EXERCISE:
Your answer should be only the lines below from the one with "const EPSILON: Float = 0.008856;" to the one with "r.clamp(0.0, 255.0).round() as", repeated exactly, ends included.

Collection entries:

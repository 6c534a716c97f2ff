use super::{normalize, zero_nan};
use crate::Float;

/// The D65 reference white in XYZ, scaled to `0..=100`.
pub const WHITE: [Float; 3] = [95.047, 100.0, 108.883];

/// The CIE threshold between the linear and cube-root segments of lightness.
const EPSILON: Float = 0.008856;

/// The CIE slope of the linear lightness segment.
const KAPPA: Float = 903.3;

/// Convert a 24-bit pixel to floating point RGB coordinates in `0..=255`.
#[inline]
pub fn from_pixel(pixel: &[u8; 3]) -> [Float; 3] {
    [pixel[0] as Float, pixel[1] as Float, pixel[2] as Float]
}

/// Convert floating point RGB coordinates in `0..=255` to a 24-bit pixel.
///
/// This function zeroes out not-a-numbers, clamps each coordinate to
/// `0..=255`, and rounds to the nearest integer.
pub fn to_pixel(rgb: &[Float; 3]) -> [u8; 3] {
    let [r, g, b] = normalize(rgb);
    [
        r.clamp(0.0, 255.0).round() as u8,
        g.clamp(0.0, 255.0).round() as u8,
        b.clamp(0.0, 255.0).round() as u8,
    ]
}

// --------------------------------------------------------------------------------------------------------------------

/// Multiply the 3 by 3 matrix and 3-element vector with each other, producing a
/// new 3-element vector.
#[inline]
fn multiply(matrix: &[[Float; 3]; 3], vector: &[Float; 3]) -> [Float; 3] {
    let [row1, row2, row3] = matrix;

    [
        row1[0].mul_add(vector[0], row1[1].mul_add(vector[1], row1[2] * vector[2])),
        row2[0].mul_add(vector[0], row2[1].mul_add(vector[1], row2[2] * vector[2])),
        row3[0].mul_add(vector[0], row3[1].mul_add(vector[1], row3[2] * vector[2])),
    ]
}

// http://www.brucelindbloom.com/index.html?Eqn_RGB_XYZ_Matrix.html

#[rustfmt::skip]
#[allow(clippy::excessive_precision)]
const LINEAR_SRGB_TO_XYZ: [[Float; 3]; 3] = [
    [ 0.4124564, 0.3575761, 0.1804375 ],
    [ 0.2126729, 0.7151522, 0.0721750 ],
    [ 0.0193339, 0.1191920, 0.9503041 ],
];

#[rustfmt::skip]
#[allow(clippy::excessive_precision)]
const XYZ_TO_LINEAR_SRGB: [[Float; 3]; 3] = [
    [  3.2404542, -1.5371385, -0.4985314 ],
    [ -0.9692660,  1.8760108,  0.0415560 ],
    [  0.0556434, -0.2040259,  1.0572252 ],
];

/// Convert sRGB coordinates in `0..=255` to XYZ coordinates scaled to the
/// [`WHITE`] reference.
pub fn rgb_to_xyz(rgb: &[Float; 3]) -> [Float; 3] {
    #[inline]
    fn linearize(value: Float) -> Float {
        let value = value / 255.0;
        if value > 0.04045 {
            ((value + 0.055) / 1.055).powf(2.4)
        } else {
            value / 12.92
        }
    }

    let linear = [linearize(rgb[0]), linearize(rgb[1]), linearize(rgb[2])];
    let [x, y, z] = multiply(&LINEAR_SRGB_TO_XYZ, &linear);
    [x * 100.0, y * 100.0, z * 100.0]
}

/// Convert XYZ coordinates scaled to the [`WHITE`] reference to sRGB
/// coordinates in `0..=255`.
///
/// Out-of-gamut results are clamped to the unit range before scaling. That
/// loses information for colors outside the sRGB gamut.
pub fn xyz_to_rgb(xyz: &[Float; 3]) -> [Float; 3] {
    #[inline]
    fn compand(value: Float) -> Float {
        let value = if value > 0.0031308 {
            value.powf(1.0 / 2.4).mul_add(1.055, -0.055)
        } else {
            value * 12.92
        };
        zero_nan(value).clamp(0.0, 1.0) * 255.0
    }

    let scaled = [xyz[0] / 100.0, xyz[1] / 100.0, xyz[2] / 100.0];
    let [r, g, b] = multiply(&XYZ_TO_LINEAR_SRGB, &scaled);
    [compand(r), compand(g), compand(b)]
}

// --------------------------------------------------------------------------------------------------------------------

/// Compute the CIE 1976 chromaticity coordinates u', v' for the XYZ
/// coordinates. A black denominator yields zero for both.
#[inline]
fn chromaticity(xyz: &[Float; 3]) -> (Float, Float) {
    let [x, y, z] = *xyz;
    let denominator = x + 15.0 * y + 3.0 * z;
    if denominator != 0.0 {
        (4.0 * x / denominator, 9.0 * y / denominator)
    } else {
        (0.0, 0.0)
    }
}

/// Get the chromaticity coordinates u', v' of the [`WHITE`] reference.
#[inline]
pub(crate) fn white_chromaticity() -> (Float, Float) {
    chromaticity(&WHITE)
}

/// Convert XYZ coordinates to LUV with chromaticity coordinates, i.e., to
/// `[L, u', v']`.
pub fn xyz_to_luv_chroma(xyz: &[Float; 3]) -> [Float; 3] {
    let yr = xyz[1] / WHITE[1];
    let (up, vp) = chromaticity(xyz);

    let lightness = if yr > EPSILON {
        116.0 * yr.cbrt() - 16.0
    } else {
        KAPPA * yr
    };

    [zero_nan(lightness), up, vp]
}

/// Convert LUV with chromaticity coordinates `[L, u', v']` to LUV with
/// lightness-scaled coordinates `[L, u, v]`.
pub fn luv_chroma_to_luv_gama(luv: &[Float; 3]) -> [Float; 3] {
    let [lightness, up, vp] = *luv;
    let (upr, vpr) = white_chromaticity();

    [
        lightness,
        13.0 * lightness * (up - upr),
        13.0 * lightness * (vp - vpr),
    ]
}

/// Convert LUV with lightness-scaled coordinates `[L, u, v]` back to LUV with
/// chromaticity coordinates `[L, u', v']`.
///
/// Zero lightness carries no chromaticity and maps to black's `[0, 0, 0]`.
pub fn luv_gama_to_luv_chroma(luv: &[Float; 3]) -> [Float; 3] {
    let [lightness, u, v] = *luv;
    if lightness == 0.0 {
        return [0.0, 0.0, 0.0];
    }

    let (upr, vpr) = white_chromaticity();
    normalize(&[
        lightness,
        u / (13.0 * lightness) + upr,
        v / (13.0 * lightness) + vpr,
    ])
}

/// Convert LUV with lightness-scaled coordinates `[L, u, v]` to XYZ.
///
/// Degenerate intermediates, as produced for zero lightness, collapse to zero.
pub fn luv_gama_to_xyz(luv: &[Float; 3]) -> [Float; 3] {
    let [lightness, u, v] = *luv;
    let (upr, vpr) = white_chromaticity();

    let y = zero_nan(if lightness > KAPPA * EPSILON {
        ((lightness + 16.0) / 116.0).powi(3)
    } else {
        lightness / KAPPA
    });

    let a = ((52.0 * lightness) / (u + 13.0 * lightness * upr) - 1.0) / 3.0;
    let b = -5.0 * y;
    let c = -1.0 / 3.0;
    let d = y * ((39.0 * lightness) / (v + 13.0 * lightness * vpr) - 5.0);

    let x = zero_nan((d - b) / (a - c));
    let z = zero_nan(x.mul_add(a, b));

    [x * 100.0, y * 100.0, z * 100.0]
}

/// Convert LUV with chromaticity coordinates `[L, u', v']` to XYZ.
#[inline]
pub fn luv_chroma_to_xyz(luv: &[Float; 3]) -> [Float; 3] {
    luv_gama_to_xyz(&luv_chroma_to_luv_gama(luv))
}

// --------------------------------------------------------------------------------------------------------------------

/// Convert sRGB coordinates in `0..=255` to `[L, u', v']`. This is a two-hop
/// conversion.
#[inline]
pub fn rgb_to_luv_chroma(rgb: &[Float; 3]) -> [Float; 3] {
    xyz_to_luv_chroma(&rgb_to_xyz(rgb))
}

/// Convert sRGB coordinates in `0..=255` to `[L, u, v]`. This is a three-hop
/// conversion.
#[inline]
pub fn rgb_to_luv_gama(rgb: &[Float; 3]) -> [Float; 3] {
    luv_chroma_to_luv_gama(&rgb_to_luv_chroma(rgb))
}

/// Convert `[L, u', v']` to sRGB coordinates in `0..=255`. This is a two-hop
/// conversion.
#[inline]
pub fn luv_chroma_to_rgb(luv: &[Float; 3]) -> [Float; 3] {
    xyz_to_rgb(&luv_chroma_to_xyz(luv))
}

/// Convert `[L, u, v]` to sRGB coordinates in `0..=255`. This is a two-hop
/// conversion.
#[inline]
pub fn luv_gama_to_rgb(luv: &[Float; 3]) -> [Float; 3] {
    xyz_to_rgb(&luv_gama_to_xyz(luv))
}

/// Convert a 24-bit pixel to `[L, u, v]`.
#[inline]
pub fn pixel_to_luv_gama(pixel: &[u8; 3]) -> [Float; 3] {
    rgb_to_luv_gama(&from_pixel(pixel))
}

/// Convert `[L, u, v]` to a 24-bit pixel, clamping and rounding as needed.
#[inline]
pub fn luv_gama_to_pixel(luv: &[Float; 3]) -> [u8; 3] {
    to_pixel(&luv_gama_to_rgb(luv))
}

TASK RESULT:
const EPSILON: Float = 0.008856;

/// The CIE slope of the linear lightness segment.
const KAPPA: Float = 903.3;

/// Convert a 24-bit pixel to floating point RGB coordinates in `0..=255`.
#[inline]
pub fn from_pixel(pixel: &[u8; 3]) -> [Float; 3] {
    [pixel[0] as Float, pixel[1] as Float, pixel[2] as Float]
}

/// Convert floating point RGB coordinates in `0..=255` to a 24-bit pixel.
///
/// This function zeroes out not-a-numbers, clamps each coordinate to
/// `0..=255`, and rounds to the nearest integer.
pub fn to_pixel(rgb: &[Float; 3]) -> [u8; 3] {
    let [r, g, b] = normalize(rgb);
    [
        r.clamp(0.0, 255.0).round() as u8,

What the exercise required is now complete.